= WHAT IS REQUIRED =
The entries shown below are to be printed in full, unaltered.

Segment Start: DATA SECTION

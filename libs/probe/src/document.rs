use chrono::{DateTime, Utc};
use serde::{Deserialize, Serialize};

/// Fixed marker value written into every probe document
///
/// The read-back step filters on this value, so it doubles as the probe's
/// signature inside the scratch collection.
pub const PROBE_MARKER: &str = "connectivity-probe";

/// The single throwaway record written and read back to confirm write/read
/// capability.
///
/// It exists only within the scratch collection's lifetime: the cleanup step
/// drops the collection (and database) before the process exits.
#[derive(Debug, Clone, PartialEq, Serialize, Deserialize)]
pub struct ProbeDocument {
    /// Fixed marker value ([`PROBE_MARKER`])
    pub marker: String,

    /// When this probe run created the document
    pub created_at: DateTime<Utc>,
}

impl ProbeDocument {
    pub fn new() -> Self {
        Self {
            marker: PROBE_MARKER.to_string(),
            created_at: Utc::now(),
        }
    }
}

impl Default for ProbeDocument {
    fn default() -> Self {
        Self::new()
    }
}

Segment End: DATA SECTION

= RESPONSE FOR THIS EXERCISE =
filename libs/probe/src/document.rs
use chrono::{DateTime, Utc};
use serde::{Deserialize, Serialize};

/// Fixed marker value written into every probe document
///
/// The read-back step filters on this value, so it doubles as the probe's
/// signature inside the scratch collection.
pub const PROBE_MARKER: &str = "connectivity-probe";

/// The single throwaway record written and read back to confirm write/read
/// capability.
///
/// It exists only within the scratch collection's lifetime: the cleanup step
/// drops the collection (and database) before the process exits.
#[derive(Debug, Clone, PartialEq, Serialize, Deserialize)]
pub struct ProbeDocument {
    /// Fixed marker value ([`PROBE_MARKER`])
    pub marker: String,

    /// When this probe run created the document
    pub created_at: DateTime<Utc>,
}

impl ProbeDocument {
    pub fn new() -> Self {
        Self {
            marker: PROBE_MARKER.to_string(),
            created_at: Utc::now(),
        }
    }
}

impl Default for ProbeDocument {
    fn default() -> Self {
        Self::new()
    }
}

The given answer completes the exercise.